In the collective imagination, the computers are busy merging into one grand, expansive database filled with minutiae about those pesky, emotive humans so that the machines will be ready for Sarah Connor. The database administrators and programmers know that the reality is more than a little bit creakier than this image -- even though they might use the image to pry some funding if they see a glint of malice in the eyes of the pointy-haired bosses.

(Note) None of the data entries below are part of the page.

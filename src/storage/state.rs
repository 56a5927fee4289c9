//! Snapshot persistence for application state
//!
//! The whole state is one pretty-printed JSON document. Saves go to a
//! temporary file first and are renamed into place.

use serde::{Deserialize, Serialize};
use std::fs::{self, File};
use std::io::{self, BufReader, BufWriter, Write};
use std::path::{Path, PathBuf};

use super::archive::ArchiveStore;
use super::queue::PublishQueue;
use crate::models::SocialAccount;
use crate::scheduler::rotation::KeyPool;
use crate::utils::error::StateError;

const STATE_FILE: &str = "state.json";

/// Everything newsloom keeps between runs
#[derive(Debug, Clone, Default, Serialize, Deserialize, PartialEq)]
#[serde(default)]
pub struct AppState {
    pub archive: ArchiveStore,
    pub keys: KeyPool,
    pub queue: PublishQueue,
    pub accounts: Vec<SocialAccount>,
    pub excluded_domains: Vec<String>,
}

/// Loads and saves [`AppState`] under a data directory
#[derive(Debug, Clone)]
pub struct StateStore {
    path: PathBuf,
    archive_limit: usize,
}

impl StateStore {
    pub fn new(data_dir: &Path, archive_limit: usize) -> Self {
        Self {
            path: data_dir.join(STATE_FILE),
            archive_limit,
        }
    }

    pub fn path(&self) -> &Path {
        &self.path
    }

    /// Load state; a missing file yields the default state.
    pub fn load(&self) -> Result<AppState, StateError> {
        if !self.path.exists() {
            tracing::debug!(path = %self.path.display(), "No state file, starting fresh");
            return Ok(AppState::default());
        }

        let file = File::open(&self.path).map_err(|source| self.io_err(source))?;
        let state: AppState =
            serde_json::from_reader(BufReader::new(file)).map_err(|source| StateError::Serde {
                path: self.path.display().to_string(),
                source,
            })?;

        tracing::debug!(
            path = %self.path.display(),
            archived = state.archive.len(),
            queued = state.queue.len(),
            "State loaded"
        );
        Ok(state)
    }

    /// Save state, keeping only the newest archive entries.
    pub fn save(&self, state: &mut AppState) -> Result<(), StateError> {
        state.archive.truncate_to_latest(self.archive_limit);

        if let Some(dir) = self.path.parent() {
            fs::create_dir_all(dir).map_err(|source| self.io_err(source))?;
        }

        // Write to temp file first, then rename
        let temp_path = self.path.with_extension("json.tmp");
        let written = File::create(&temp_path)
            .and_then(|file| write_pretty(file, state))
            .and_then(|file| file.sync_all());
        if let Err(source) = written {
            // A partial temp file must never replace the current state
            let _ = fs::remove_file(&temp_path);
            return Err(StateError::Io {
                path: temp_path.display().to_string(),
                source,
            });
        }

        fs::rename(&temp_path, &self.path).map_err(|source| self.io_err(source))?;

        tracing::debug!(path = %self.path.display(), "State saved");
        Ok(())
    }

    fn io_err(&self, source: std::io::Error) -> StateError {
        StateError::Io {
            path: self.path.display().to_string(),
            source,
        }
    }
}

/// Pretty JSON through a buffer that is flushed explicitly, so write
/// errors are reported instead of lost on drop
fn write_pretty<W: Write>(inner: W, state: &AppState) -> io::Result<W> {
    let mut writer = BufWriter::new(inner);
    serde_json::to_writer_pretty(&mut writer, state)?;
    writer.flush()?;
    writer.into_inner().map_err(|e| e.into_error())
}
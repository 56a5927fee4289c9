//! Bag-of-words similarity used for near-duplicate detection
//!
//! Text is lowercased, stripped of everything that is not a letter, digit,
//! underscore or whitespace (letters of any script are kept), and split on
//! whitespace into a token set. Two texts are compared with the Jaccard
//! index of their token sets.

use std::collections::HashSet;

/// Normalize text for comparison.
///
/// Punctuation is removed rather than replaced, so `"U.S."` becomes `"us"`.
pub fn normalize_text(text: &str) -> String {
    text.to_lowercase()
        .chars()
        .filter(|c| c.is_alphanumeric() || *c == '_' || c.is_whitespace())
        .collect::<String>()
        .trim()
        .to_string()
}

/// Split normalized text into a set of tokens.
pub fn tokenize(normalized: &str) -> HashSet<&str> {
    normalized.split_whitespace().collect()
}

/// Jaccard index `|a ∩ b| / |a ∪ b|`.
///
/// Returns 0.0 when the union is empty.
pub fn jaccard(a: &HashSet<&str>, b: &HashSet<&str>) -> f64 {
    let union = a.union(b).count();
    if union == 0 {
        return 0.0;
    }
    let intersection = a.intersection(b).count();
    intersection as f64 / union as f64
}

/// Similarity of two already-normalized strings.
pub fn score(a: &str, b: &str) -> f64 {
    if a.is_empty() || b.is_empty() {
        return 0.0;
    }
    jaccard(&tokenize(a), &tokenize(b))
}

/// Normalize both inputs, then score them.
pub fn text_similarity(a: &str, b: &str) -> f64 {
    score(&normalize_text(a), &normalize_text(b))
}

/// First `max_chars` characters of `text`.
pub fn prefix_chars(text: &str, max_chars: usize) -> &str {
    match text.char_indices().nth(max_chars) {
        Some((idx, _)) => &text[..idx],
        None => text,
    }
}

#[cfg(test)]
mod tests {
    use super::*;

    #[test]
    fn test_normalize_strips_punctuation() {
        assert_eq!(normalize_text("  Hello, World!  "), "hello world");
        assert_eq!(normalize_text("U.S. markets"), "us markets");
        assert_eq!(normalize_text("snake_case stays"), "snake_case stays");
    }

    #[test]
    fn test_normalize_keeps_other_scripts() {
        assert_eq!(normalize_text("خبر عاجل!"), "خبر عاجل");
        assert_eq!(normalize_text("경제 뉴스."), "경제 뉴스");
        assert_eq!(normalize_text("Ünïcödé Straße"), "ünïcödé straße");
    }

    #[test]
    fn test_score_identical() {
        assert_eq!(text_similarity("Market rally", "market rally!"), 1.0);
    }

    #[test]
    fn test_score_empty_is_zero() {
        assert_eq!(text_similarity("", ""), 0.0);
        assert_eq!(text_similarity("something", ""), 0.0);
        assert_eq!(text_similarity("", "something"), 0.0);
        assert_eq!(text_similarity("!!!", "???"), 0.0);
    }

    #[test]
    fn test_score_partial_overlap() {
        // {x, wins, award} vs {x, wins, award, today}
        let s = text_similarity("X wins award", "X wins award today");
        assert!((s - 0.75).abs() < f64::EPSILON);
    }

    #[test]
    fn test_duplicate_tokens_collapse() {
        assert_eq!(text_similarity("news news news", "news"), 1.0);
    }

    #[test]
    fn test_prefix_chars_respects_char_boundaries() {
        assert_eq!(prefix_chars("abcdef", 3), "abc");
        assert_eq!(prefix_chars("ab", 10), "ab");
        assert_eq!(prefix_chars("خبرعاجل", 3), "خبر");
        assert_eq!(prefix_chars("", 3), "");
    }
}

Denodo is a Java-based collection of tools aimed at making it easier to start building SkyNet with just a click of a few buttons on some Web forms. The tendrils reach out over the Net, suck in the information in a wide range of formats, and then reformat it into an equally wide range of ways to store the data. Denodo's literature calls this a "mashup" because the term is trendy, but the tool was born long before the word, and it does much more than people usually associate with the term. The system will speak basic XML and Web services, but it will also reach into e-mail boxes and actually start to parse and attempt to understand the text inside them.
The main market for the product is the enterprise developer who needs to synthesize something slick from a collection of legacy systems that probably live under the control of data barons living on different sides of the battle lines in interdepartmental feuds that may go back centuries. Denodo can pull apart HTML and suss out information in e-mails, all without waiting for a recalcitrant team to find the resources to come to your assistance.
Mix and mash
There are already a number of interesting products on the market for creating these mashups. (See InfoWorld's reviews of JackBe Presto, Nexaweb Enterprise Web 2.0 Suite.) Denodo emphasizes that it can do much more than just suck in Web services, mash them up, and spit them out as XML. It can also parse some data, take apart HTML, and even try to clean it up a bit along the way in what Denodo calls a "transformation and enrichment layer."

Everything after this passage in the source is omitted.